Collected data entries:
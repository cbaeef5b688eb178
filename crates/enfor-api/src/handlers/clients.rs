//! Client handlers
//!
//! Every operation is scoped to the authenticated broker; ids belonging to
//! another broker answer 404 exactly like ids that do not exist.

use std::sync::Arc;

use axum::{extract::State, Extension};
use enfor_core::{Client, CreateClientRequest, UpdateClientRequest};
use uuid::Uuid;

use crate::auth::AuthenticatedUser;
use crate::error::AppError;
use crate::extract::{ApiPath, ValidatedJson};
use crate::response::ApiResponse;
use crate::state::AppState;

#[utoipa::path(
    post,
    path = "/api/clients",
    tag = "clients",
    request_body = CreateClientRequest,
    responses(
        (status = 201, description = "Client created successfully", body = Client),
        (status = 400, description = "Invalid input", body = crate::error::ApiError),
    ),
    security(("bearer_auth" = []))
)]
pub async fn create_client(
    State(state): State<Arc<AppState>>,
    Extension(user): Extension<AuthenticatedUser>,
    ValidatedJson(request): ValidatedJson<CreateClientRequest>,
) -> Result<ApiResponse<Client>, AppError> {
    let client = state.clients.create(user.user_id, request).await?;
    Ok(ApiResponse::created("Client created successfully", client))
}

/// List the caller's clients, newest first
#[utoipa::path(
    get,
    path = "/api/clients",
    tag = "clients",
    responses(
        (status = 200, description = "Clients retrieved successfully", body = [Client]),
    ),
    security(("bearer_auth" = []))
)]
pub async fn list_clients(
    State(state): State<Arc<AppState>>,
    Extension(user): Extension<AuthenticatedUser>,
) -> Result<ApiResponse<Vec<Client>>, AppError> {
    let clients = state.clients.list(user.user_id).await?;
    Ok(ApiResponse::ok("Clients retrieved successfully", clients))
}

#[utoipa::path(
    get,
    path = "/api/clients/{id}",
    tag = "clients",
    params(("id" = Uuid, Path, description = "Client id")),
    responses(
        (status = 200, description = "Client retrieved successfully", body = Client),
        (status = 404, description = "Client not found", body = crate::error::ApiError),
    ),
    security(("bearer_auth" = []))
)]
pub async fn get_client(
    State(state): State<Arc<AppState>>,
    Extension(user): Extension<AuthenticatedUser>,
    ApiPath(id): ApiPath<Uuid>,
) -> Result<ApiResponse<Client>, AppError> {
    let client = state.clients.get(id, user.user_id).await?;
    Ok(ApiResponse::ok("Client retrieved successfully", client))
}

/// Partial update; appointments booked with the client pick up a new name or phone
#[utoipa::path(
    put,
    path = "/api/clients/{id}",
    tag = "clients",
    params(("id" = Uuid, Path, description = "Client id")),
    request_body = UpdateClientRequest,
    responses(
        (status = 200, description = "Client updated successfully", body = Client),
        (status = 400, description = "Invalid input", body = crate::error::ApiError),
        (status = 404, description = "Client not found", body = crate::error::ApiError),
    ),
    security(("bearer_auth" = []))
)]
pub async fn update_client(
    State(state): State<Arc<AppState>>,
    Extension(user): Extension<AuthenticatedUser>,
    ApiPath(id): ApiPath<Uuid>,
    ValidatedJson(patch): ValidatedJson<UpdateClientRequest>,
) -> Result<ApiResponse<Client>, AppError> {
    let client = state.clients.update(id, user.user_id, patch).await?;
    Ok(ApiResponse::ok("Client updated successfully", client))
}

#[utoipa::path(
    delete,
    path = "/api/clients/{id}",
    tag = "clients",
    params(("id" = Uuid, Path, description = "Client id")),
    responses(
        (status = 200, description = "Client deleted successfully"),
        (status = 404, description = "Client not found", body = crate::error::ApiError),
    ),
    security(("bearer_auth" = []))
)]
pub async fn delete_client(
    State(state): State<Arc<AppState>>,
    Extension(user): Extension<AuthenticatedUser>,
    ApiPath(id): ApiPath<Uuid>,
) -> Result<ApiResponse<()>, AppError> {
    state.clients.delete(id, user.user_id).await?;
    Ok(ApiResponse::message("Client deleted successfully"))
}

> **Problem to solve**:
When a line of the records holds the word "status", copy that line.

> **Task result**:
        (status = 201, description = "Client created successfully", body = Client),
        (status = 400, description = "Invalid input", body = crate::error::ApiError),
        (status = 200, description = "Clients retrieved successfully", body = [Client]),
        (status = 200, description = "Client retrieved successfully", body = Client),
        (status = 404, description = "Client not found", body = crate::error::ApiError),
        (status = 200, description = "Client updated successfully", body = Client),
        (status = 400, description = "Invalid input", body = crate::error::ApiError),
        (status = 404, description = "Client not found", body = crate::error::ApiError),
        (status = 200, description = "Client deleted successfully"),
        (status = 404, description = "Client not found", body = crate::error::ApiError),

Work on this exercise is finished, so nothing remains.